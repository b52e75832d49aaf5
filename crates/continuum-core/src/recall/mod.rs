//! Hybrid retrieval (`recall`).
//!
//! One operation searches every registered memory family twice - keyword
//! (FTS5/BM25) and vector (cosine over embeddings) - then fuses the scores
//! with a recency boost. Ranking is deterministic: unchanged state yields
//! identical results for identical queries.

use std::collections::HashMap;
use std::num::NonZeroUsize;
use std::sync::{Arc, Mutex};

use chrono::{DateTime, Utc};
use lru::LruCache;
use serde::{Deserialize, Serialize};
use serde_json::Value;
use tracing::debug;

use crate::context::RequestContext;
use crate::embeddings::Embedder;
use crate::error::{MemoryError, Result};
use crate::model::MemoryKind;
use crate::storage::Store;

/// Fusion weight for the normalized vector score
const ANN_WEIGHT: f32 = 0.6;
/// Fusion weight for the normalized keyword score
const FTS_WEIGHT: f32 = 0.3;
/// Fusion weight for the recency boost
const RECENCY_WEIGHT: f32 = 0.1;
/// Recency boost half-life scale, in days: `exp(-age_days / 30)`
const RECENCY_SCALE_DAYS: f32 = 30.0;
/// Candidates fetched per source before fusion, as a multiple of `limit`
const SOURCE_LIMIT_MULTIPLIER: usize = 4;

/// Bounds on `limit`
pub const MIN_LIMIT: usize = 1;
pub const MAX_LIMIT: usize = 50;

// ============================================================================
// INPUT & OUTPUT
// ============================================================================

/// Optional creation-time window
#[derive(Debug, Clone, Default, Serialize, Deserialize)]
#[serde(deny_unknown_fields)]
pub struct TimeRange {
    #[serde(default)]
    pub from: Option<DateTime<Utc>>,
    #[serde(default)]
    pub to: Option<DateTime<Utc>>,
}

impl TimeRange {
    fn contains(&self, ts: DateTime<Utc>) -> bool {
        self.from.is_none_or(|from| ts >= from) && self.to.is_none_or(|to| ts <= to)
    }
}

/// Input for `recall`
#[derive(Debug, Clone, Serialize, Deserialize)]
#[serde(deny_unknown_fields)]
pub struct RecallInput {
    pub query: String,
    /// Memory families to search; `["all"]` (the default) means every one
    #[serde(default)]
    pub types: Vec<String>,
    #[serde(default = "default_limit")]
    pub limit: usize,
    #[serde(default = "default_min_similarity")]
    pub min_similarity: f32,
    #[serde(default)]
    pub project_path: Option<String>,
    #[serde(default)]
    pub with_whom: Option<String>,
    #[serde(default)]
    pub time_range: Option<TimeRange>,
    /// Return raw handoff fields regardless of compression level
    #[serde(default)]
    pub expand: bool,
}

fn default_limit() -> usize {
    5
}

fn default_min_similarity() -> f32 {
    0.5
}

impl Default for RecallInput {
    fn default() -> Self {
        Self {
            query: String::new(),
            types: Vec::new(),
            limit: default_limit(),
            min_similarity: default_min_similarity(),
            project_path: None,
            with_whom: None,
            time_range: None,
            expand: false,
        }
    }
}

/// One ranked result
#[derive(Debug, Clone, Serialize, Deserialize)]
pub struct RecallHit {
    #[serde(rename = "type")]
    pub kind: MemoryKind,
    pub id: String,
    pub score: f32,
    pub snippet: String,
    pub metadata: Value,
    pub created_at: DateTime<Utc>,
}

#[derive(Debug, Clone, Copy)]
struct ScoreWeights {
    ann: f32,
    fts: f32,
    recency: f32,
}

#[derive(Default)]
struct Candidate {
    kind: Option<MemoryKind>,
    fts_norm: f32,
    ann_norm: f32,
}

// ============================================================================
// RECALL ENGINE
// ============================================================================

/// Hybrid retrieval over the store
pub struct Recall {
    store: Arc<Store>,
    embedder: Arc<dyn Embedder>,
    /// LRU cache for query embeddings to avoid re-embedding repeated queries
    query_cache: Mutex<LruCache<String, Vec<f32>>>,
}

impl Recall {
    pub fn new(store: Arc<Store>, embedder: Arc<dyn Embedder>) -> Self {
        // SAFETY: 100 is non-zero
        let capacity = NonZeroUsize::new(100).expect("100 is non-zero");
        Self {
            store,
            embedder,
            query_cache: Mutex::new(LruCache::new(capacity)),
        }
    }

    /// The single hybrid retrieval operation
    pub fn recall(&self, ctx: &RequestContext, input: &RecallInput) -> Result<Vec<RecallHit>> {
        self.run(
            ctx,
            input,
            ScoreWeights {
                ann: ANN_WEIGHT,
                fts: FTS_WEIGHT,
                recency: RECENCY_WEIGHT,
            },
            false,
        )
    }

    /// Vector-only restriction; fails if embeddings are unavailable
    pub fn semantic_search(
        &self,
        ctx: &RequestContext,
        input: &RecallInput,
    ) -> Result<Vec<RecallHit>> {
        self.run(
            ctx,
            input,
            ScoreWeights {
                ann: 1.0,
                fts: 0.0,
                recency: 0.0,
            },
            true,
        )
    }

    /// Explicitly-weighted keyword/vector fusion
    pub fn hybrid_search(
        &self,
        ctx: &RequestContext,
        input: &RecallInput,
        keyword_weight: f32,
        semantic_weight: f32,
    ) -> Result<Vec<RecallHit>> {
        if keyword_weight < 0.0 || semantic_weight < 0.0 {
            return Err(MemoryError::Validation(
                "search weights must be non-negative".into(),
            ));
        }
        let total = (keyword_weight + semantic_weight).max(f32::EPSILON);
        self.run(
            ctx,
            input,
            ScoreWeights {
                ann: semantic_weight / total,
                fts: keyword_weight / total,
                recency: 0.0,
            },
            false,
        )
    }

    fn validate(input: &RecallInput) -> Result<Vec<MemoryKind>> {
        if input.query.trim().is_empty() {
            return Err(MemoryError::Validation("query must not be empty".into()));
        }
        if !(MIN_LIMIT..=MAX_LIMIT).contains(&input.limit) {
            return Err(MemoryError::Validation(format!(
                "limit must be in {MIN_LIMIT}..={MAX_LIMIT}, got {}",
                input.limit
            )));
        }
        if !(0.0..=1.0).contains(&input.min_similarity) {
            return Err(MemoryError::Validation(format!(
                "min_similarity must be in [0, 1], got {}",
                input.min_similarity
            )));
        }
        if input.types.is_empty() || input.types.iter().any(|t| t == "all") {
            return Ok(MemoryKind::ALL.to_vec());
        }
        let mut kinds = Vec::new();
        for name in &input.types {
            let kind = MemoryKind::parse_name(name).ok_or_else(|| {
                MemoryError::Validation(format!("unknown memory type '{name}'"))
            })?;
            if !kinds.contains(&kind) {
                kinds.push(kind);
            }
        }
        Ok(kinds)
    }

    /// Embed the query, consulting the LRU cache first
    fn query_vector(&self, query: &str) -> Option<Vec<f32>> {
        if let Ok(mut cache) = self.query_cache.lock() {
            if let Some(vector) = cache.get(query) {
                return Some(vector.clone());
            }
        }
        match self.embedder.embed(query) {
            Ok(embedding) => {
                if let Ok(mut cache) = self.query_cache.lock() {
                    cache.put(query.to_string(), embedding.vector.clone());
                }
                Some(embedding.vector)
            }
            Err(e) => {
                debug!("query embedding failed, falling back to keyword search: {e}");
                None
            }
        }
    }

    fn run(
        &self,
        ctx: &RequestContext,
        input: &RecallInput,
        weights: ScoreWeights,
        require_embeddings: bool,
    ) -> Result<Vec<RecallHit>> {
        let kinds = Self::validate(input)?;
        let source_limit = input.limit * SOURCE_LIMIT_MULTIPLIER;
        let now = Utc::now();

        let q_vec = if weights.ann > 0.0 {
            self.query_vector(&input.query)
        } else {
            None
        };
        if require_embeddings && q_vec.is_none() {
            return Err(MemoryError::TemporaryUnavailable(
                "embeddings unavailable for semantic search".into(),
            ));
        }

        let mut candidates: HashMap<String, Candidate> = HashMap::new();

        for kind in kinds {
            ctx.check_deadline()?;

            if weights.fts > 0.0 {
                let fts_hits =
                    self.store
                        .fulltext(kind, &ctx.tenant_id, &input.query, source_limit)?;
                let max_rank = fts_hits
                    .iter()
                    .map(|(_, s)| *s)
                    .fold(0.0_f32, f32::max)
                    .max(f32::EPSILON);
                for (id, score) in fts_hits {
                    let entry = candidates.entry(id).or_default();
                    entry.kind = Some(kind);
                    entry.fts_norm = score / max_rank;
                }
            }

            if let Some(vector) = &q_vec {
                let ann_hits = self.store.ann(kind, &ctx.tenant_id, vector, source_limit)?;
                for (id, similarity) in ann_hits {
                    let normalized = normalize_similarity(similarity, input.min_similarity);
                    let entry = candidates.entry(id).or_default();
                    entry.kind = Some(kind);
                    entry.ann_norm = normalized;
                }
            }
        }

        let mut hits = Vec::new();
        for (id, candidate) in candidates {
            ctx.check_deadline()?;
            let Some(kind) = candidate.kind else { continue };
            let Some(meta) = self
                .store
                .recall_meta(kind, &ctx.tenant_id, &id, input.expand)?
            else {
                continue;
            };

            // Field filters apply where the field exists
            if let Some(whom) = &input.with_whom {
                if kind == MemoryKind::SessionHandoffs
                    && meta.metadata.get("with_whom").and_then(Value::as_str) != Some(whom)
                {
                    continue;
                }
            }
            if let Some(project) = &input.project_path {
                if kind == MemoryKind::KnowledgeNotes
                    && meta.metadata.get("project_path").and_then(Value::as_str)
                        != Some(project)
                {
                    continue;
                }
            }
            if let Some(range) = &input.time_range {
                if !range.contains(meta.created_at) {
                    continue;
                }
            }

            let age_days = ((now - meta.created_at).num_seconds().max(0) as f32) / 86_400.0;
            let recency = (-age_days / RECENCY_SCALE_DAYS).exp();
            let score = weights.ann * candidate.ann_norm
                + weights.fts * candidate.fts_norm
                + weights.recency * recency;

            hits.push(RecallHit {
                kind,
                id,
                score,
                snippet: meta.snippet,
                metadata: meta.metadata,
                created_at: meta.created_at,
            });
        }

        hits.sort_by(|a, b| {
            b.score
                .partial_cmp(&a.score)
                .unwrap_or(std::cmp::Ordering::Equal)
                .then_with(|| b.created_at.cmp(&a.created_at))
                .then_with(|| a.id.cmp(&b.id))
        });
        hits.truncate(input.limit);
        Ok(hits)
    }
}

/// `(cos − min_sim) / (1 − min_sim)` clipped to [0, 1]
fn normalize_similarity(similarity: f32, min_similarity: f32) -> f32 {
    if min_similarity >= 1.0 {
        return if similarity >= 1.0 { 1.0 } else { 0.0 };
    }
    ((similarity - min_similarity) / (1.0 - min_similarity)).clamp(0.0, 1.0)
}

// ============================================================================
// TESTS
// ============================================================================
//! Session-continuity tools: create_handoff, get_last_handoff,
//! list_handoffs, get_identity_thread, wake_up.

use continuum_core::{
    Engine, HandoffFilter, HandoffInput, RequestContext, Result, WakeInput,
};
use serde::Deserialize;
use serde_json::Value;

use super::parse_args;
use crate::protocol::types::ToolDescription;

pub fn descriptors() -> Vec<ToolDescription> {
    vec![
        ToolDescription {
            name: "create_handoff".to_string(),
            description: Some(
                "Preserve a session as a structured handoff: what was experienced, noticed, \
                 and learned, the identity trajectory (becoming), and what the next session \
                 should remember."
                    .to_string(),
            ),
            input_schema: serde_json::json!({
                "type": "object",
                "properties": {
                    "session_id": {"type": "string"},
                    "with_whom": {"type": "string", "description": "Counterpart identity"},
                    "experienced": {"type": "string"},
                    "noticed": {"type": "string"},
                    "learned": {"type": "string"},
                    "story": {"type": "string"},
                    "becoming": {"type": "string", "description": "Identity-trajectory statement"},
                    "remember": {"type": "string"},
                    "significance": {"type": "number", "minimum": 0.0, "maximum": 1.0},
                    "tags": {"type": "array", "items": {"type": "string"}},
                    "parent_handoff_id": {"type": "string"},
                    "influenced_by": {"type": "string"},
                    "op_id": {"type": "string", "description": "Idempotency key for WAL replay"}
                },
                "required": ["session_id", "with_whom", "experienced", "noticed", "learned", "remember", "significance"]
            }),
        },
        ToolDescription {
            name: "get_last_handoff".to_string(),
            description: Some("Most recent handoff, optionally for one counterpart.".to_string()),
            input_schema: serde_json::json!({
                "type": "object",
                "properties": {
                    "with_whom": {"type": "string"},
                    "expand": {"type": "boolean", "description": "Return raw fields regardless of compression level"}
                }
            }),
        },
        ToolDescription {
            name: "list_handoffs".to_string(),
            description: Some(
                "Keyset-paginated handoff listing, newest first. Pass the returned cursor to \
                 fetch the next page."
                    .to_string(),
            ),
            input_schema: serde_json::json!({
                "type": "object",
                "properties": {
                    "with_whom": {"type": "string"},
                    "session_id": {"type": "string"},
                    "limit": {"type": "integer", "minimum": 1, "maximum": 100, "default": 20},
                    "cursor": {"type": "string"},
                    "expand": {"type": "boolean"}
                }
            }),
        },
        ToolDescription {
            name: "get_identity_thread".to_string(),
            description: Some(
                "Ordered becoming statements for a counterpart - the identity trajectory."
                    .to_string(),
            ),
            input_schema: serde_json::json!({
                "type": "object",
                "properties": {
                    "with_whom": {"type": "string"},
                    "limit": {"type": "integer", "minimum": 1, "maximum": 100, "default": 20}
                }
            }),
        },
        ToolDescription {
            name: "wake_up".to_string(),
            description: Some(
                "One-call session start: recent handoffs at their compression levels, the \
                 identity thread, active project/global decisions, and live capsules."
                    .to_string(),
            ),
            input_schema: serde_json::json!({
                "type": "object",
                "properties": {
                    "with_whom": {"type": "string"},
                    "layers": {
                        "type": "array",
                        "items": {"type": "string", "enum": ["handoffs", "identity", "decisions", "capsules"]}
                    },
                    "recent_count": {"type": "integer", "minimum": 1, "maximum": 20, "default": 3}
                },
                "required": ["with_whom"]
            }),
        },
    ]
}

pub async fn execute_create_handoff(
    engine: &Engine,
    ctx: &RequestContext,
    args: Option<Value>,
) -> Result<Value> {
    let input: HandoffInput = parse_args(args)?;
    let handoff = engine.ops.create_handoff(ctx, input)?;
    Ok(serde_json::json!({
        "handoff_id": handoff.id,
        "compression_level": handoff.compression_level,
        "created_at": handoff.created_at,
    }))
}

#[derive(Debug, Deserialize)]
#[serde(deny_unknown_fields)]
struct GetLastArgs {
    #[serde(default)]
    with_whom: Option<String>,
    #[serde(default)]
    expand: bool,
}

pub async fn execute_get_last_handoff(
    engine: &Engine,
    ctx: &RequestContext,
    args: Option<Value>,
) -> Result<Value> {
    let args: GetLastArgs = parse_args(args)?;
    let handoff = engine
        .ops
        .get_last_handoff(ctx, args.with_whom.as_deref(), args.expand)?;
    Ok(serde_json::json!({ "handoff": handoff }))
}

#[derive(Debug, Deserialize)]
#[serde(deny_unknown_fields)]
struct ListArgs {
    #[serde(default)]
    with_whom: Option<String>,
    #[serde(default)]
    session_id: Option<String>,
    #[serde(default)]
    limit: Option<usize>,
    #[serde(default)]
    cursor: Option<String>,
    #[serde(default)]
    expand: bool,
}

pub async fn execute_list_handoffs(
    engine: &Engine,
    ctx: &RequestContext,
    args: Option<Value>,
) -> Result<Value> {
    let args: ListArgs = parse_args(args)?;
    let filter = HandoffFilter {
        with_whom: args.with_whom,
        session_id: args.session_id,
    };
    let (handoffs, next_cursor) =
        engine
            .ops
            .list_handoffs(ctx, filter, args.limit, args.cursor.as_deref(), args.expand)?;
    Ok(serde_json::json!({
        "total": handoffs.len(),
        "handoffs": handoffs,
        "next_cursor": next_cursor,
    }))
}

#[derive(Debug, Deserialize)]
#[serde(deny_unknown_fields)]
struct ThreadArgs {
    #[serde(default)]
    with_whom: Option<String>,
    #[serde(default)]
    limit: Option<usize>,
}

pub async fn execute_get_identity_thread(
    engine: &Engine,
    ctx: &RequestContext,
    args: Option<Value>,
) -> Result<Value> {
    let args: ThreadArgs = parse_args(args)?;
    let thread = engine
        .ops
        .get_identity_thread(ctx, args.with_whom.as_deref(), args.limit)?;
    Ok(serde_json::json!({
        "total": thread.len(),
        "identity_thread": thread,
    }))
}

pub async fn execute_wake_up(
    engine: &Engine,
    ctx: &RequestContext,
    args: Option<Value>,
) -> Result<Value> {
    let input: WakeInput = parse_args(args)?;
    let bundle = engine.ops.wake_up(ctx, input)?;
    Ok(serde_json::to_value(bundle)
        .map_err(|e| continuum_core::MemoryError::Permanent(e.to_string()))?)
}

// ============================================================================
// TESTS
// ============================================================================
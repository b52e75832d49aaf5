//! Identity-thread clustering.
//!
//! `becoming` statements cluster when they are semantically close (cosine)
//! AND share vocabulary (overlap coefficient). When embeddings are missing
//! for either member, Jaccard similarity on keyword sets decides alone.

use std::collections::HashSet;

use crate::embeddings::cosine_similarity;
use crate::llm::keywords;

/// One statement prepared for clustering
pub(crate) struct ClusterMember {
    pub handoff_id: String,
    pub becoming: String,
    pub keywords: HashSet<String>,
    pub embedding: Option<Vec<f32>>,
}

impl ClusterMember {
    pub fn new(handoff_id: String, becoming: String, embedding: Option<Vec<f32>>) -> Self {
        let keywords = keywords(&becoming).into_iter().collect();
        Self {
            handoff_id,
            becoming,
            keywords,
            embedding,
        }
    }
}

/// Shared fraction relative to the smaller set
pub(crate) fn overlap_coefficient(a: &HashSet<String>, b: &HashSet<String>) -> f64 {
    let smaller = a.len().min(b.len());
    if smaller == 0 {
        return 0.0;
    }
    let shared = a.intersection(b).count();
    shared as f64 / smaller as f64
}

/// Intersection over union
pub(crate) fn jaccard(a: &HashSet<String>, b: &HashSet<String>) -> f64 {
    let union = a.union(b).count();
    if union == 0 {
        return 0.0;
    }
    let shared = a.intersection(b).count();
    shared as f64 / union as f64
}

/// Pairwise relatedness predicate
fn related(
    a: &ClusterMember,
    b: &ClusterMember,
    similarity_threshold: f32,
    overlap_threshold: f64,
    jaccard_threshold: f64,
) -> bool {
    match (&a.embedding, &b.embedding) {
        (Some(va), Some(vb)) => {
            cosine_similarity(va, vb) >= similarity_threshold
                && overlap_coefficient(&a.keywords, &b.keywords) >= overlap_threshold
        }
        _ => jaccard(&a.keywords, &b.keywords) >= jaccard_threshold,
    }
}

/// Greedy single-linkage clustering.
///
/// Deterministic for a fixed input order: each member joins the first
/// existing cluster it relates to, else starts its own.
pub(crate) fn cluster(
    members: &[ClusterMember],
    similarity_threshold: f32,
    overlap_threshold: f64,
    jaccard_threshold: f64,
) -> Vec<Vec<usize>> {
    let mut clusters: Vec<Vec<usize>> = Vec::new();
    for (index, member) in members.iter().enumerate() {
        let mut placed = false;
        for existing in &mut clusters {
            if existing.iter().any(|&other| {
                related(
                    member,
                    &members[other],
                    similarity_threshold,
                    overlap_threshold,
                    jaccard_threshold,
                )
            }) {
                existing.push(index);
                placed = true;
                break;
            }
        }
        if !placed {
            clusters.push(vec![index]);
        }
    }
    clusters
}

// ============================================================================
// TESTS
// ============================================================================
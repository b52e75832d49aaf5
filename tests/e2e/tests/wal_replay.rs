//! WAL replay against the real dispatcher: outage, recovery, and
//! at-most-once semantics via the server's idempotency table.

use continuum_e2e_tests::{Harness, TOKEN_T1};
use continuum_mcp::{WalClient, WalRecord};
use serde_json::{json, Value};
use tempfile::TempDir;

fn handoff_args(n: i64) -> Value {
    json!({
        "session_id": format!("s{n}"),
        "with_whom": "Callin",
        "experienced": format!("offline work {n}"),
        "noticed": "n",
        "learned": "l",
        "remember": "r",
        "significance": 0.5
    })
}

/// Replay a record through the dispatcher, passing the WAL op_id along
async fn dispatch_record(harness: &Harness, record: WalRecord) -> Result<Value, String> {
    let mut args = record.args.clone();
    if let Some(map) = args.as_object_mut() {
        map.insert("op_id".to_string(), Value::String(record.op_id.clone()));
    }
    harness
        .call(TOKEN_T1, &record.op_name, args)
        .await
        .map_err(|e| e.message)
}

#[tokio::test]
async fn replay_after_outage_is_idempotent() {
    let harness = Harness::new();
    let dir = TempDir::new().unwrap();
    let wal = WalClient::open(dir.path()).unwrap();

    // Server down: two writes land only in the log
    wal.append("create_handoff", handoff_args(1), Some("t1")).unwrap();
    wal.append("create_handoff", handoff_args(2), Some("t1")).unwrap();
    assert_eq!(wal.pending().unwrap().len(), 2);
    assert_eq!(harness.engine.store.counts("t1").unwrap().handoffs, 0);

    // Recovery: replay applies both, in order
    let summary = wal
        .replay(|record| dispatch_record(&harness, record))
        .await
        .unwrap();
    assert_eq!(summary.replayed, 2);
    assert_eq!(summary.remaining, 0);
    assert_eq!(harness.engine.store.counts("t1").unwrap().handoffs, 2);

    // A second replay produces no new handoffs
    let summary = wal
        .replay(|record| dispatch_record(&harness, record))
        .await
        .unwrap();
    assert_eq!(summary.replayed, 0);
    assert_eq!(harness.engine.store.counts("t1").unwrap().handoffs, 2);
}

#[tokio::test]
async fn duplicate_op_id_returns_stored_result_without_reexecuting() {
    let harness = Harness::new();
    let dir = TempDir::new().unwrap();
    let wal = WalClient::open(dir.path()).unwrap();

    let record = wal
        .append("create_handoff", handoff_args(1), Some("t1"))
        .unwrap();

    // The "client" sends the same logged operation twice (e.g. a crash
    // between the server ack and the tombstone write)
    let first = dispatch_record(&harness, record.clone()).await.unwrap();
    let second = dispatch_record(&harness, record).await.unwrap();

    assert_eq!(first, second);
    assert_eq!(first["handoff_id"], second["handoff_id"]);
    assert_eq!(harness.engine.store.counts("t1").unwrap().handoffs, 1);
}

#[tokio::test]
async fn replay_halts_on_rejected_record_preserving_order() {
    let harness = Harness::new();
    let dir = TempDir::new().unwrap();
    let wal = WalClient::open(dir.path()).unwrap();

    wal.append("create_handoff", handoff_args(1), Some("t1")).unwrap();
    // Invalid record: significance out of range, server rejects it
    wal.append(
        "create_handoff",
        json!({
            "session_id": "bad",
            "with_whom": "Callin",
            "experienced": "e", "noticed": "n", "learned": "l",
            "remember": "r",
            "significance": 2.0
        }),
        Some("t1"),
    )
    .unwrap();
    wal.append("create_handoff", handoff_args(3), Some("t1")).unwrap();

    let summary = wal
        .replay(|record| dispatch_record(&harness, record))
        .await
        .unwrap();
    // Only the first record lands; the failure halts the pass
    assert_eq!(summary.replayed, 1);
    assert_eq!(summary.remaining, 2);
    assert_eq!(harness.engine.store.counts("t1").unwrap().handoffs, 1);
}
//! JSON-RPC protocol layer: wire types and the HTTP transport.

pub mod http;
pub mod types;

_Exercise goal:_
Show the lines of the material that contain the word "learned".

_Result of this exercise:_
                 and learned, the identity trajectory (becoming), and what the next session \
                    "learned": {"type": "string"},
                "required": ["session_id", "with_whom", "experienced", "noticed", "learned", "remember", "significance"]
        "learned": "l",
            "experienced": "e", "noticed": "n", "learned": "l",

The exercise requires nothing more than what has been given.